**EXERCISE AIM**: Count the lines in the records below that contain the word "ChatResponse", and give only that count.

**DATA SUPPLIED**:
----
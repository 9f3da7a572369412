//! HTTP client for the OpenRouter API.
//!
//! Contains the [`Provider`] struct which owns a [`reqwest::Client`] and the
//! identifying headers OpenRouter expects on every call. It exposes the two
//! endpoints benessere uses and reports failures as [`ProviderError`].

use anyhow::{Context, Result};
use reqwest::header::{HeaderMap, HeaderValue, CONTENT_TYPE};
use std::time::Duration;

use super::error::ProviderError;
use super::wire::{ChatRequest, ChatResponse, ModelsResponse, RawModel};
use crate::config::Config;

/// A configured OpenRouter endpoint ready to list models and complete prompts.
#[derive(Clone)]
pub struct Provider {
    http: reqwest::Client,
    base_url: String,
    api_key: Option<String>,
}

impl std::fmt::Debug for Provider {
    fn fmt(&self, f: &mut std::fmt::Formatter<'_>) -> std::fmt::Result {
        f.debug_struct("Provider")
            .field("base_url", &self.base_url)
            .field("api_key", &self.api_key.as_ref().map(|_| "<redacted>"))
            .finish()
    }
}

impl Provider {
    /// Creates a new [`Provider`] from the loaded application config.
    ///
    /// A missing API key is not an error: requests go out unauthenticated,
    /// fail, and land in the usual fallbacks.
    pub fn from_config(config: &Config) -> Result<Self> {
        let api_key = config.resolve_api_key();
        if api_key.is_none() {
            tracing::warn!(
                "no OpenRouter API key found; set {} or configure it in config.toml",
                crate::constants::OPENROUTER_API_KEY_ENV
            );
        }
        Self::new(
            config.base_url(),
            api_key,
            config.referer(),
            config.title(),
            config.timeout(),
        )
    }

    /// Builds a provider for an explicit endpoint.
    ///
    /// # Errors
    ///
    /// Returns an error if a header value is not valid ASCII or the TLS
    /// backend cannot be initialised.
    pub fn new(
        base_url: impl Into<String>,
        api_key: Option<String>,
        referer: &str,
        title: &str,
        timeout: Duration,
    ) -> Result<Self> {
        let mut headers = HeaderMap::new();
        headers.insert(
            "HTTP-Referer",
            HeaderValue::from_str(referer).context("Invalid HTTP-Referer header value")?,
        );
        headers.insert(
            "X-Title",
            HeaderValue::from_str(title).context("Invalid X-Title header value")?,
        );
        headers.insert(CONTENT_TYPE, HeaderValue::from_static("application/json"));

        let http = reqwest::Client::builder()
            .default_headers(headers)
            .timeout(timeout)
            .build()
            .context("Failed to create HTTP client")?;

        Ok(Self {
            http,
            base_url: base_url.into().trim_end_matches('/').to_string(),
            api_key,
        })
    }

    fn request(&self, method: reqwest::Method, path: &str) -> reqwest::RequestBuilder {
        let builder = self
            .http
            .request(method, format!("{}/{}", self.base_url, path));
        match self.api_key {
            Some(ref key) => builder.bearer_auth(key),
            None => builder,
        }
    }

    /// Sends a request and returns the body of a 2xx response.
    async fn send(&self, builder: reqwest::RequestBuilder) -> Result<String, ProviderError> {
        let response = builder.send().await?;
        let status = response.status();
        let body = response.text().await?;
        if !status.is_success() {
            return Err(ProviderError::Http {
                status: status.as_u16(),
                body,
            });
        }
        Ok(body)
    }

    /// `GET /models`: the provider's raw model list.
    pub async fn list_models(&self) -> Result<Vec<RawModel>, ProviderError> {
        let body = self.send(self.request(reqwest::Method::GET, "models")).await?;
        let parsed: ModelsResponse = serde_json::from_str(&body)?;
        Ok(parsed.data)
    }

    /// `POST /chat/completions`: text of the first choice.
    pub async fn chat(&self, request: &ChatRequest<'_>) -> Result<String, ProviderError> {
        let body = self
            .send(
                self.request(reqwest::Method::POST, "chat/completions")
                    .json(request),
            )
            .await?;
        let parsed: ChatResponse = serde_json::from_str(&body)?;
        parsed.into_first_text().ok_or(ProviderError::EmptyResponse)
    }
}

#[cfg(test)]
mod tests {
    use super::*;
    use crate::provider::wire::ChatMessage;
    use serde_json::json;
    use wiremock::matchers::{bearer_token, header, method, path};
    use wiremock::{Mock, MockServer, ResponseTemplate};

    fn provider(server: &MockServer, key: Option<&str>) -> Provider {
        Provider::new(
            server.uri(),
            key.map(String::from),
            "https://example.test/",
            "BenessereTest",
            Duration::from_secs(5),
        )
        .unwrap()
    }

    #[tokio::test]
    async fn test_list_models_sends_identifying_headers() {
        let server = MockServer::start().await;
        Mock::given(method("GET"))
            .and(path("/models"))
            .and(bearer_token("sk-test"))
            .and(header("HTTP-Referer", "https://example.test/"))
            .and(header("X-Title", "BenessereTest"))
            .and(header("Content-Type", "application/json"))
            .respond_with(
                ResponseTemplate::new(200).set_body_json(json!({"data": [{"id": "a/b"}]})),
            )
            .expect(1)
            .mount(&server)
            .await;

        let models = provider(&server, Some("sk-test")).list_models().await.unwrap();
        assert_eq!(models.len(), 1);
        assert_eq!(models[0].id, "a/b");
    }

    #[tokio::test]
    async fn test_non_success_status_is_http_error() {
        let server = MockServer::start().await;
        Mock::given(method("GET"))
            .and(path("/models"))
            .respond_with(ResponseTemplate::new(401).set_body_string("no key"))
            .mount(&server)
            .await;

        let err = provider(&server, None).list_models().await.unwrap_err();
        match err {
            ProviderError::Http { status, body } => {
                assert_eq!(status, 401);
                assert_eq!(body, "no key");
            }
            other => panic!("unexpected error: {other:?}"),
        }
    }

    #[tokio::test]
    async fn test_malformed_body_is_decode_error() {
        let server = MockServer::start().await;
        Mock::given(method("GET"))
            .and(path("/models"))
            .respond_with(ResponseTemplate::new(200).set_body_string("<html>"))
            .mount(&server)
            .await;

        let err = provider(&server, None).list_models().await.unwrap_err();
        assert!(matches!(err, ProviderError::Decode(_)));
        assert!(err.is_retryable());
    }

    #[tokio::test]
    async fn test_chat_empty_choices() {
        let server = MockServer::start().await;
        Mock::given(method("POST"))
            .and(path("/chat/completions"))
            .respond_with(ResponseTemplate::new(200).set_body_json(json!({"choices": []})))
            .mount(&server)
            .await;

        let request = ChatRequest {
            model: "a/b",
            messages: vec![ChatMessage::user("hi")],
            temperature: 0.7,
            max_tokens: 10,
        };
        let err = provider(&server, None).chat(&request).await.unwrap_err();
        assert!(matches!(err, ProviderError::EmptyResponse));
        assert!(!err.is_retryable());
    }

    #[tokio::test]
    async fn test_unreachable_host_is_network_error() {
        let provider = Provider::new(
            "http://127.0.0.1:9",
            None,
            "https://example.test/",
            "BenessereTest",
            Duration::from_secs(2),
        )
        .unwrap();
        let err = provider.list_models().await.unwrap_err();
        assert!(matches!(err, ProviderError::Network(_)));
    }
}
----
**ANSWER SECTION**: 2